A própria Resolução ANP nº 991/2026 estabelece que a metodologia de valoração da base regulatória de ativos deve ser amplamente reconhecida e adotada pelo mercado. Nesse sentido, cabe, ainda, questionar se a aplicação do RCM, existente em uma única jurisdição - a australiana - e em contexto regulatório absolutamente distinto do brasileiro, atende ao requisito normativo de amplo reconhecimento e adoção pelo mercado. Nos parece que não.

No transporte de gás natural brasileiro, porém, muitos investimentos foram realizados em um ambiente de integração vertical, sem revisão tarifária estruturada. Avaliar a recuperação econômica desses ativos passa, portanto, a depender de hipóteses sobre parâmetros que não foram formalmente definidos à época.

O uso de dados hipotéticos retrospectivamente, portanto, coloca em xeque a sua rastreabilidade e confiabilidade para fins regulatórios.

As análises técnicas da ANP ainda apontam outro risco. Aplicar o RCM com base em informações fragmentadas pode gerar circularidade metodológica e distorções na valoração da base regulatória. Quando os dados precisam ser reconstruídos retrospectivamente, então o risco, de fato, pode existir nos dois sentidos: pode haver remuneração adicional (em razão da inconsistência em dados que não tenham respaldo) ou mesmo sub-remuneração (dado a informações insuficientes de investimentos legítimos).

Não podemos nos enganar, escolhas metodológicas nunca são neutras. Elas afetam incentivos econômicos ao longo de toda a cadeia do gás natural e condicionam a atratividade do setor para investimentos futuros. Uma eventual redução da remuneração do transporte, quando realizada com base em premissas frágeis ou metodologias insuficientemente robustas, pode beneficiar determinados agentes no curto prazo, mas também compromete os incentivos ao investimento e à expansão da infraestrutura que deveria ser o fim em si mesmo de uma revisão tarifária.

Trata-se de uma atividade intensiva em capital, que exige horizontes longos, estabilidade e previsibilidade para atrair investimentos, sendo essenciais, nesse contexto, a observância dos princípios da segurança jurídica e da proteção da confiança legítima, que orientam a atuação regulatória em setores de infraestrutura.

O desafio regulatório atual, portanto, não se resume à escolha de um método de cálculo, mas à construção de um arcabouço regulatório estável, previsível e capaz de sustentar a expansão da infraestrutura necessária ao desenvolvimento do mercado de gás natural que necessitamos para o País.

Decisões regulatórias possuem impactos diretos sobre investimentos e expansão da infraestrutura, e não devem ser tomadas na direção contrária da própria política pública que se propõem a atender.

Qualificar o debate sobre a revisão tarifária, com dados e rigor analítico, é essencial para que o processo regulatório contribua de fato para a evolução do setor.

O aperfeiçoamento das bases informacionais e dos instrumentos regulatórios é fundamental para os próximos ciclos tarifários.

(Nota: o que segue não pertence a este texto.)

use std::fmt;
use std::str::FromStr;
use std::sync::atomic::{AtomicBool, Ordering};

use crate::error::Error;

/// Backend API dialect spoken by a speed test server.
#[derive(Debug, Clone, Copy, PartialEq, Eq, Default)]
pub enum ServerType {
    #[default]
    GlobalSpeed,
    Perception,
    WirelessSpeed,
}

impl fmt::Display for ServerType {
    fn fmt(&self, f: &mut fmt::Formatter<'_>) -> fmt::Result {
        let name = match self {
            ServerType::GlobalSpeed => "GlobalSpeed",
            ServerType::Perception => "Perception",
            ServerType::WirelessSpeed => "WirelessSpeed",
        };
        f.write_str(name)
    }
}

impl FromStr for ServerType {
    type Err = Error;

    fn from_str(s: &str) -> Result<Self, Self::Err> {
        match s.trim().to_ascii_lowercase().as_str() {
            "0" | "default" | "global" | "globalspeed" => Ok(ServerType::GlobalSpeed),
            "1" | "perception" => Ok(ServerType::Perception),
            "2" | "wireless" | "wirelessspeed" => Ok(ServerType::WirelessSpeed),
            other => Err(Error::Config(format!("unknown server type: {}", other))),
        }
    }
}

#[derive(Debug, Clone, Copy, PartialEq, Eq)]
pub enum TestKind {
    Download,
    Upload,
    Ping,
}

/// A speed test target.
///
/// Everything except the ICMP flag is fixed once the descriptor is built. The
/// flag is raised the first time ICMP echoes come back empty and stays raised,
/// so later probes skip straight to HTTP.
#[derive(Debug, Default)]
pub struct Server {
    pub id: String,
    pub name: String,
    pub ip: String,
    pub ipv6: String,
    pub host: String,
    pub port: u16,
    pub prov: u8,
    pub province: String,
    pub city: String,
    pub isp: u8,
    pub download_uri: String,
    pub upload_uri: String,
    pub ping_uri: String,
    pub server_type: ServerType,
    no_icmp: AtomicBool,
}

impl Clone for Server {
    fn clone(&self) -> Self {
        Self {
            id: self.id.clone(),
            name: self.name.clone(),
            ip: self.ip.clone(),
            ipv6: self.ipv6.clone(),
            host: self.host.clone(),
            port: self.port,
            prov: self.prov,
            province: self.province.clone(),
            city: self.city.clone(),
            isp: self.isp,
            download_uri: self.download_uri.clone(),
            upload_uri: self.upload_uri.clone(),
            ping_uri: self.ping_uri.clone(),
            server_type: self.server_type,
            no_icmp: AtomicBool::new(self.no_icmp()),
        }
    }
}

impl Server {
    pub fn new(host: impl Into<String>, port: u16, server_type: ServerType) -> Self {
        Self {
            host: host.into(),
            port,
            server_type,
            ..Default::default()
        }
    }

    pub fn no_icmp(&self) -> bool {
        self.no_icmp.load(Ordering::Acquire)
    }

    pub fn mark_no_icmp(&self) {
        self.no_icmp.store(true, Ordering::Release);
    }

    pub fn url(&self, kind: TestKind) -> String {
        let uri = match kind {
            TestKind::Download => &self.download_uri,
            TestKind::Upload => &self.upload_uri,
            TestKind::Ping => &self.ping_uri,
        };
        if !uri.is_empty() {
            return format!("http://{}:{}{}", self.host, self.port, uri);
        }

        let path = match (self.server_type, kind) {
            (ServerType::Perception, TestKind::Download) => "/speedtest/download",
            (ServerType::Perception, TestKind::Upload) => "/speedtest/upload",
            (ServerType::Perception, TestKind::Ping) => "/speedtest/ping",
            (ServerType::WirelessSpeed, TestKind::Download) => "/GSpeedTestServer/download",
            (ServerType::WirelessSpeed, TestKind::Upload) => "/GSpeedTestServer/upload",
            (ServerType::WirelessSpeed, TestKind::Ping) => "/GSpeedTestServer/",
            (ServerType::GlobalSpeed, TestKind::Download) => "/speed/File(1G).dl",
            (ServerType::GlobalSpeed, TestKind::Upload) => "/speed/doAnalsLoad.do",
            (ServerType::GlobalSpeed, TestKind::Ping) => "/speed/",
        };
        format!("http://{}:{}{}", self.host, self.port, path)
    }

    pub fn download_url(&self) -> String {
        self.url(TestKind::Download)
    }

    pub fn upload_url(&self) -> String {
        self.url(TestKind::Upload)
    }

    pub fn ping_url(&self) -> String {
        self.url(TestKind::Ping)
    }
}
pub mod download;
pub mod liveness;
pub mod ping;
mod sampler;
pub mod upload;

use std::time::Duration;

use reqwest::Client;

use crate::error::Result;
use crate::settings::Settings;

pub use sampler::{TransferProgress, TransferResult};

pub const ANDROID_UA: &str =
    "Dalvik/2.1.0 (Linux; U; Android 10; SM-G9750 Build/QP1A.190711.020)";
pub const BROWSER_UA: &str = "Mozilla/5.0 (Windows NT 10.0; Win64; x64) AppleWebKit/537.36 \
     (KHTML, like Gecko) Chrome/120.0.0.0 Safari/537.36";

#[derive(Debug, Clone, Default)]
pub struct SpeedTestResult {
    pub download_mbps: f64,
    pub upload_mbps: f64,
    pub download_bytes: u64,
    pub upload_bytes: u64,
    pub ping_ms: f64,
    pub jitter_ms: f64,
}

#[derive(Debug, Clone, Copy, PartialEq, Eq)]
pub enum TestPhase {
    Idle,
    Checking,
    Ping,
    Download,
    Upload,
    Complete,
    Unreachable,
}

/// Knobs for one download or upload run.
#[derive(Debug, Clone)]
pub struct TransferOptions {
    pub silent: bool,
    pub use_bytes: bool,
    pub use_mebi: bool,
    pub concurrency: usize,
    pub duration: Duration,
    pub token: String,
    pub no_prealloc: bool,
    pub upload_size: usize,
}

impl Default for TransferOptions {
    fn default() -> Self {
        Self {
            silent: false,
            use_bytes: false,
            use_mebi: false,
            concurrency: 4,
            duration: Duration::from_secs(15),
            token: String::new(),
            no_prealloc: false,
            upload_size: 1024 * 1024,
        }
    }
}

/// Measurement engine shared by every probe against every server.
#[derive(Debug, Clone)]
pub struct SpeedTest {
    client: Client,
    liveness_timeout: Duration,
}

impl SpeedTest {
    pub fn new(settings: &Settings) -> Result<Self> {
        let client = Client::builder()
            .connect_timeout(Duration::from_secs(10))
            .build()?;
        Ok(Self::with_client(client, settings.liveness_timeout()))
    }

    pub fn with_client(client: Client, liveness_timeout: Duration) -> Self {
        Self {
            client,
            liveness_timeout,
        }
    }
}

Somente com dados consistentes e transparência metodológica será possível avaliar com precisão a aplicabilidade de diferentes métodos de valoração da base regulatória.

É preciso, portanto, avançar, construindo bases informacionais sólidas que possam ser utilizadas sem ruídos, admitindo que existem reconstruções impossíveis de serem feitas de forma precisa, simplesmente inviabilizando a aplicação de determinados métodos como o RCM.

No atual estágio de complexidade em que nos encontramos no setor de transporte de gás natural no Brasil não deveria haver panaceias, a ver.